La stagione dei pacchetti sicurezza

Il quadro comincia a cambiare per effetto della stagione dei pacchetti sicurezza che andavano anche ad ampliare e inasprire l’intervento penale. Nel 2007, nell’ambito di un complesso di “misure urgenti per la prevenzione e la repressione di fenomeni di violenza connessi a competizioni calcistiche”, venne inasprita la disciplina delle lesioni personali arrecate ad un pubblico ufficiale in servizio di ordine pubblico in occasione di manifestazioni sportive (la riforma fu sollecitata da un caso di cronaca che vide la morte di un poliziotto in servizio per effetto della violenza scoppiata a margine di una partita di calcio); nel 2009, nell’ambito di un “pacchetto sicurezza”, venne reintrodotto il delitto di oltraggio, pur contraendone l’ambito di applicazione; nel 2019 i delitti di violenza, resistenza e oltraggio, quando il fatto è commesso nei confronti di un ufficiale o agente di pubblica sicurezza o di un ufficiale o agente di polizia giudiziaria nell’esercizio delle proprie funzioni, sono esclusi dalla causa di non punibilità per particolare tenuità del fatto (una scelta irragionevole, in quanto queste fattispecie, in molti casi, presentano in concreto modalità di realizzazione che denotano un tenue disvalore che giustificherebbe l’applicazione di questo istituto).

Le garanzie per le parti

In questo contesto il disegno di legge sicurezza interviene ad inasprire ulteriormente la disciplina sanzionatoria per alcuni fatti commessi a danno di ufficiali o agenti di polizia giudiziaria o di pubblica sicurezza. Viene introdotta una aggravante speciale in relazione ai reati di violenza e resistenza a pubblico ufficiale, con una corrispondente riduzione del potere discrezionale del giudice nella quantificazione in concreto della pena, perché il giudice sarà limitato nel far valere eventuali circostanze attenuanti presenti. Ulteriormente aumentate sono le pene per le lesioni personali, sempre quando sono commesse a danno di ufficiali o agenti di polizia giudiziaria o di pubblica sicurezza nell’atto o anche solo a causa delle funzioni esercitate (un considerevole inasprimento sanzionatorio, che per le lesioni gravissime arriva a sedici anni, rispetto agli stessi fatti commessi a danno di chi non esercita queste funzioni, dove la pena può andare sino a dodici anni di reclusione); per questi fatti si applica la c.d. flagranza differita che consente, quando non è possibile procedere immediatamente all’arresto, di considerare presente lo stato di flagranza e procedere all’arresto entro quarantotto ore, quando dalla documentazione video-fotografica emerge inequivocabilmente il fatto e l’autore.

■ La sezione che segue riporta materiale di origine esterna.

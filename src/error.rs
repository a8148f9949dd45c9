//! Top-level error for a deployment run.

use thiserror::Error;

use crate::blockchain::{ChainBuildError, IdentityError, SubmissionError};
use crate::config::ConfigError;

/// Any failure that ends a run. Nothing is retried.
#[derive(Debug, Error)]
pub enum DeployError {
    #[error(transparent)]
    Config(#[from] ConfigError),

    #[error(transparent)]
    Identity(#[from] IdentityError),

    #[error(transparent)]
    Build(#[from] ChainBuildError),

    #[error(transparent)]
    Submission(#[from] SubmissionError),
}

impl DeployError {
    /// Process exit code for this failure class.
    pub fn exit_code(&self) -> i32 {
        match self {
            DeployError::Config(_) => 2,
            DeployError::Identity(_) => 3,
            DeployError::Build(_) => 4,
            DeployError::Submission(SubmissionError::RemoteRejection { .. }) => 5,
            DeployError::Submission(_) => 6,
        }
    }
}
//! Move type tags used as vector element types in call chains.
//!
//! Variant order matches the ledger's BCS enum layout and must not change.

use serde::{Deserialize, Serialize};
use std::fmt;
use std::str::FromStr;

use crate::blockchain::types::{Address, AddressParseError, ChainBuildError};

#[derive(Debug, Clone, PartialEq, Eq, Hash, Serialize, Deserialize)]
pub enum TypeTag {
    Bool,
    U8,
    U64,
    U128,
    Address,
    Signer,
    Vector(Box<TypeTag>),
    Struct(Box<StructTag>),
    U16,
    U32,
    U256,
}

#[derive(Debug, Clone, PartialEq, Eq, Hash, Serialize, Deserialize)]
pub struct StructTag {
    pub address: Address,
    pub module: String,
    pub name: String,
    pub type_params: Vec<TypeTag>,
}

/// Returns true for valid Move identifiers.
pub(crate) fn is_valid_identifier(s: &str) -> bool {
    let mut chars = s.chars();
    match chars.next() {
        Some(c) if c.is_ascii_alphabetic() => {}
        Some('_') if s.len() > 1 => {}
        _ => return false,
    }
    chars.all(|c| c.is_ascii_alphanumeric() || c == '_')
}

impl FromStr for TypeTag {
    type Err = ChainBuildError;

    fn from_str(s: &str) -> Result<Self, Self::Err> {
        let mut parser = Parser { input: s, pos: 0 };
        let tag = parser.parse_type()?;
        parser.skip_whitespace();
        if parser.pos != s.len() {
            return Err(parser.error("unexpected trailing characters"));
        }
        Ok(tag)
    }
}

struct Parser<'a> {
    input: &'a str,
    pos: usize,
}

impl<'a> Parser<'a> {
    fn error(&self, reason: &str) -> ChainBuildError {
        ChainBuildError::InvalidTypeTag {
            input: self.input.to_string(),
            reason: format!("{} at offset {}", reason, self.pos),
        }
    }

    fn skip_whitespace(&mut self) {
        let rest = &self.input[self.pos..];
        self.pos += rest.len() - rest.trim_start().len();
    }

    fn peek(&self) -> Option<char> {
        self.input[self.pos..].chars().next()
    }

    fn expect(&mut self, c: char) -> Result<(), ChainBuildError> {
        self.skip_whitespace();
        if self.peek() == Some(c) {
            self.pos += c.len_utf8();
            Ok(())
        } else {
            Err(self.error(&format!("expected '{}'", c)))
        }
    }

    /// Reads a run of identifier characters and `::` separators.
    fn path(&mut self) -> &'a str {
        self.skip_whitespace();
        let input = self.input;
        let start = self.pos;
        let rest = &input[start..];
        let len = rest
            .find(|c: char| !(c.is_ascii_alphanumeric() || c == '_' || c == ':'))
            .unwrap_or(rest.len());
        self.pos += len;
        &input[start..start + len]
    }

    fn parse_type(&mut self) -> Result<TypeTag, ChainBuildError> {
        let token = self.path();
        let tag = match token {
            "" => return Err(self.error("expected a type")),
            "bool" => TypeTag::Bool,
            "u8" => TypeTag::U8,
            "u16" => TypeTag::U16,
            "u32" => TypeTag::U32,
            "u64" => TypeTag::U64,
            "u128" => TypeTag::U128,
            "u256" => TypeTag::U256,
            "address" => TypeTag::Address,
            "signer" => TypeTag::Signer,
            "vector" => {
                self.expect('<')?;
                let inner = self.parse_type()?;
                self.expect('>')?;
                TypeTag::Vector(Box::new(inner))
            }
            path => TypeTag::Struct(Box::new(self.parse_struct(path)?)),
        };
        Ok(tag)
    }

    fn parse_struct(&mut self, path: &str) -> Result<StructTag, ChainBuildError> {
        let parts: Vec<&str> = path.split("::").collect();
        let [address, module, name] = parts.as_slice() else {
            return Err(self.error("expected address::module::Name"));
        };
        let address: Address = address
            .parse()
            .map_err(|e: AddressParseError| self.error(&e.to_string()))?;
        if !is_valid_identifier(module) || !is_valid_identifier(name) {
            return Err(self.error("invalid identifier"));
        }

        let mut type_params = Vec::new();
        self.skip_whitespace();
        if self.peek() == Some('<') {
            self.pos += 1;
            loop {
                type_params.push(self.parse_type()?);
                self.skip_whitespace();
                match self.peek() {
                    Some(',') => self.pos += 1,
                    Some('>') => {
                        self.pos += 1;
                        break;
                    }
                    _ => return Err(self.error("expected ',' or '>'")),
                }
            }
        }

        Ok(StructTag {
            address,
            module: module.to_string(),
            name: name.to_string(),
            type_params,
        })
    }
}

impl fmt::Display for TypeTag {
    fn fmt(&self, f: &mut fmt::Formatter<'_>) -> fmt::Result {
        match self {
            TypeTag::Bool => f.write_str("bool"),
            TypeTag::U8 => f.write_str("u8"),
            TypeTag::U16 => f.write_str("u16"),
            TypeTag::U32 => f.write_str("u32"),
            TypeTag::U64 => f.write_str("u64"),
            TypeTag::U128 => f.write_str("u128"),
            TypeTag::U256 => f.write_str("u256"),
            TypeTag::Address => f.write_str("address"),
            TypeTag::Signer => f.write_str("signer"),
            TypeTag::Vector(inner) => write!(f, "vector<{}>", inner),
            TypeTag::Struct(tag) => write!(f, "{}", tag),
        }
    }
}

impl fmt::Display for StructTag {
    fn fmt(&self, f: &mut fmt::Formatter<'_>) -> fmt::Result {
        write!(f, "{}::{}::{}", self.address, self.module, self.name)?;
        if !self.type_params.is_empty() {
            f.write_str("<")?;
            for (i, param) in self.type_params.iter().enumerate() {
                if i > 0 {
                    f.write_str(", ")?;
                }
                write!(f, "{}", param)?;
            }
            f.write_str(">")?;
        }
        Ok(())
    }
}
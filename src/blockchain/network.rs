//! Network name to endpoint resolution.
//!
//! Unknown names resolve to devnet with a warning instead of failing. A typo
//! therefore routes to the wrong network silently unless the log is read.

use std::fmt;
use url::Url;

/// Endpoints used to reach one network.
#[derive(Debug, Clone, PartialEq, Eq)]
pub struct EndpointSet {
    /// Full node JSON-RPC endpoint.
    pub rpc_url: Url,
    /// Faucet endpoint.
    pub auxiliary_url: Url,
}

#[derive(Debug, Clone, Copy, PartialEq, Eq)]
pub enum Network {
    Devnet,
    Testnet,
    Mainnet,
}

impl Network {
    /// Network used for unrecognized names.
    pub const FALLBACK: Network = Network::Devnet;

    /// Match a network name exactly, falling back to [`Network::FALLBACK`].
    pub fn from_name(name: &str) -> Self {
        match name {
            "devnet" => Network::Devnet,
            "testnet" => Network::Testnet,
            "mainnet" => Network::Mainnet,
            _ => {
                tracing::warn!(
                    network = %name,
                    fallback = %Self::FALLBACK,
                    "Unrecognized network name, falling back to default endpoints"
                );
                Self::FALLBACK
            }
        }
    }

    pub fn as_str(&self) -> &'static str {
        match self {
            Network::Devnet => "devnet",
            Network::Testnet => "testnet",
            Network::Mainnet => "mainnet",
        }
    }

    pub fn endpoints(&self) -> EndpointSet {
        let (rpc, faucet) = match self {
            Network::Devnet => (
                "https://explorer-rpc.devnet.sui.io/",
                "https://explorer-rpc.devnet.sui.io/gas",
            ),
            Network::Testnet => (
                "https://explorer-rpc.testnet.sui.io/",
                "https://explorer-rpc.testnet.sui.io/gas",
            ),
            Network::Mainnet => (
                "https://explorer-rpc.mainnet.sui.io/",
                "https://explorer-rpc.mainnet.sui.io/gas",
            ),
        };
        EndpointSet {
            rpc_url: builtin_url(rpc),
            auxiliary_url: builtin_url(faucet),
        }
    }
}

fn builtin_url(raw: &'static str) -> Url {
    match Url::parse(raw) {
        Ok(url) => url,
        Err(e) => unreachable!("built-in endpoint '{raw}' is invalid: {e}"),
    }
}

impl fmt::Display for Network {
    fn fmt(&self, f: &mut fmt::Formatter<'_>) -> fmt::Result {
        f.write_str(self.as_str())
    }
}

/// Endpoints for a network name.
pub fn resolve_endpoints(name: &str) -> EndpointSet {
    Network::from_name(name).endpoints()
}

#[cfg(test)]
mod tests {
    use super::*;

    #[test]
    fn test_known_networks() {
        assert_eq!(
            resolve_endpoints("mainnet").rpc_url.as_str(),
            "https://explorer-rpc.mainnet.sui.io/"
        );
        assert_eq!(
            resolve_endpoints("testnet").auxiliary_url.as_str(),
            "https://explorer-rpc.testnet.sui.io/gas"
        );
    }

    #[test]
    fn test_names_match_exactly() {
        assert_eq!(Network::from_name("testnet"), Network::Testnet);
        assert_eq!(Network::from_name("TestNet"), Network::Devnet);
        assert_eq!(Network::from_name(" mainnet "), Network::Devnet);
        assert_eq!(resolve_endpoints("MAINNET"), Network::Devnet.endpoints());
    }

    #[test]
    fn test_unknown_network_falls_back_to_devnet() {
        assert_eq!(resolve_endpoints("unknown-net"), Network::Devnet.endpoints());
        assert_eq!(resolve_endpoints(""), Network::Devnet.endpoints());
    }
}
//! Typed deployment registry.
//!
//! Decoding expects keys already normalized to camel case (see
//! [`super::normalize`]). Every address field is parsed into an
//! [`ObjectId`]; a missing or mistyped field fails the whole document.

use std::collections::BTreeMap;
use std::fmt;

use serde::de::{self, Deserializer, Visitor};
use serde::{Deserialize, Serialize};
use serde_json::Value;

use crate::blockchain::{Address, ObjectId};
use crate::config::ConfigError;

/// Object identifiers of a published protocol deployment.
#[derive(Debug, Clone, PartialEq, Eq, Serialize, Deserialize)]
#[serde(rename_all = "camelCase")]
pub struct DeploymentRegistry {
    #[serde(rename = "abexCore", alias = "core")]
    pub core: CoreDeployment,

    #[serde(rename = "abexFeeder", alias = "feeder")]
    pub feeder: FeederDeployment,

    pub coins: BTreeMap<String, CoinRef>,

    #[serde(alias = "coinDecimal")]
    pub coin_decimals: BTreeMap<String, u8>,
}

/// Core package and its shared objects.
#[derive(Debug, Clone, PartialEq, Eq, Serialize, Deserialize)]
#[serde(rename_all = "camelCase")]
pub struct CoreDeployment {
    pub package: ObjectId,
    pub upgrade_cap: ObjectId,
    pub admin_cap: ObjectId,
    pub market: ObjectId,
    pub alp_metadata: ObjectId,
    pub vaults_parent: ObjectId,
    pub symbols_parent: ObjectId,
    pub positions_parent: ObjectId,
    pub rebase_fee_model: ObjectId,
    pub vaults: BTreeMap<String, VaultRef>,
    pub symbols: BTreeMap<String, SymbolRef>,
}

#[derive(Debug, Clone, PartialEq, Eq, Serialize, Deserialize)]
#[serde(rename_all = "camelCase")]
pub struct VaultRef {
    pub reserving_fee_model: ObjectId,
    #[serde(deserialize_with = "number_or_decimal_string")]
    pub weight: u64,
}

#[derive(Debug, Clone, PartialEq, Eq, Serialize, Deserialize)]
#[serde(rename_all = "camelCase")]
pub struct SymbolRef {
    /// Order is significant.
    pub supported_collaterals: Vec<ObjectId>,
    pub funding_fee_model: ObjectId,
    pub position_config: ObjectId,
}

/// Price feeder package.
#[derive(Debug, Clone, PartialEq, Eq, Serialize, Deserialize)]
#[serde(rename_all = "camelCase")]
pub struct FeederDeployment {
    pub package: ObjectId,
    #[serde(default, skip_serializing_if = "Option::is_none")]
    pub upgrade_cap: Option<ObjectId>,
    pub feeder: BTreeMap<String, ObjectId>,
}

/// A coin type known to the protocol.
#[derive(Debug, Clone, PartialEq, Eq, Serialize, Deserialize)]
#[serde(rename_all = "camelCase")]
pub struct CoinRef {
    /// Defining module, `0xPKG::module[::Type]`.
    #[serde(deserialize_with = "module_path")]
    pub module: String,
    pub metadata: ObjectId,
    /// `null` and a missing key both mean the coin has no treasury.
    #[serde(default, skip_serializing_if = "Option::is_none")]
    pub treasury: Option<ObjectId>,
}

impl CoinRef {
    /// Package address the coin module is published under.
    pub fn package(&self) -> Option<Address> {
        self.module.split("::").next()?.parse().ok()
    }
}

impl DeploymentRegistry {
    /// Strictly decode a key-normalized document.
    pub fn from_value(value: Value) -> Result<Self, ConfigError> {
        serde_path_to_error::deserialize(value).map_err(|e| ConfigError::SchemaMismatch {
            field: e.path().to_string(),
            reason: e.inner().to_string(),
        })
    }

    pub fn vault_count(&self) -> usize {
        self.core.vaults.len()
    }

    pub fn symbol_count(&self) -> usize {
        self.core.symbols.len()
    }

    /// Feeder object for a price feed name.
    pub fn feeder_for(&self, name: &str) -> Option<&ObjectId> {
        self.feeder.feeder.get(name)
    }

    pub fn decimals_of(&self, coin: &str) -> Option<u8> {
        self.coin_decimals.get(coin).copied()
    }
}

fn number_or_decimal_string<'de, D>(deserializer: D) -> Result<u64, D::Error>
where
    D: Deserializer<'de>,
{
    struct WeightVisitor;

    impl<'de> Visitor<'de> for WeightVisitor {
        type Value = u64;

        fn expecting(&self, f: &mut fmt::Formatter<'_>) -> fmt::Result {
            f.write_str("a non-negative integer or a decimal string")
        }

        fn visit_u64<E: de::Error>(self, v: u64) -> Result<u64, E> {
            Ok(v)
        }

        fn visit_i64<E: de::Error>(self, v: i64) -> Result<u64, E> {
            u64::try_from(v).map_err(|_| E::custom(format!("weight must not be negative, got {}", v)))
        }

        fn visit_str<E: de::Error>(self, v: &str) -> Result<u64, E> {
            v.trim()
                .parse()
                .map_err(|_| E::custom(format!("invalid weight '{}'", v)))
        }
    }

    deserializer.deserialize_any(WeightVisitor)
}

fn module_path<'de, D>(deserializer: D) -> Result<String, D::Error>
where
    D: Deserializer<'de>,
{
    let module = String::deserialize(deserializer)?;
    let package = module.split("::").next().unwrap_or_default();
    package
        .parse::<Address>()
        .map_err(|e| de::Error::custom(format!("invalid module package: {}", e)))?;
    Ok(module)
}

A garanzia di chi è soggetto ai poteri di polizia è previsto l’uso di dispositivi di videosorveglianza indossabili dalle forze di polizia impiegate nel mantenimento dell’ordine pubblico o di controllo del territorio, idonei a registrare l’attività operativa e il suo svolgimento: solo che la disciplina prevede non l’obbligo di utilizzo di questi mezzi ma la mera possibilità, condizionata dall’impegno finanziario di spesa necessario per l’acquisto di queste dotazioni. Invece a garanzia delle forze di pubblica sicurezza o di polizia giudiziaria è prevista la copertura delle spese legali in caso di processo penale, civile o amministrativo.

L’inasprimento sanzionatorio

Il complessivo inasprimento sanzionatorio denota una chiara linea di progressivo rafforzamento della tutela penale dei poteri coercitivi di polizia senza un rafforzamento delle garanzie individuali. È amplissima la distanza di queste scelte dallo spirito con il quale la giurisprudenza aveva valorizzato il principio di proporzionalità per limitare le condizioni di uso legittimo delle armi da parte dei pubblici ufficiali. Il messaggio che sta alla base delle norme che il Parlamento si appresta ad introdurre esprime una politica criminale più vicina a quella espressa dal codice Rocco che al quadro dei valori costituzionali che dovrebbero sempre costituire il contesto nel quale, a prescindere dalle contingenti forze politiche di maggioranza, ogni scelta sull’esercizio del potere punitivo dovrebbe essere collocata.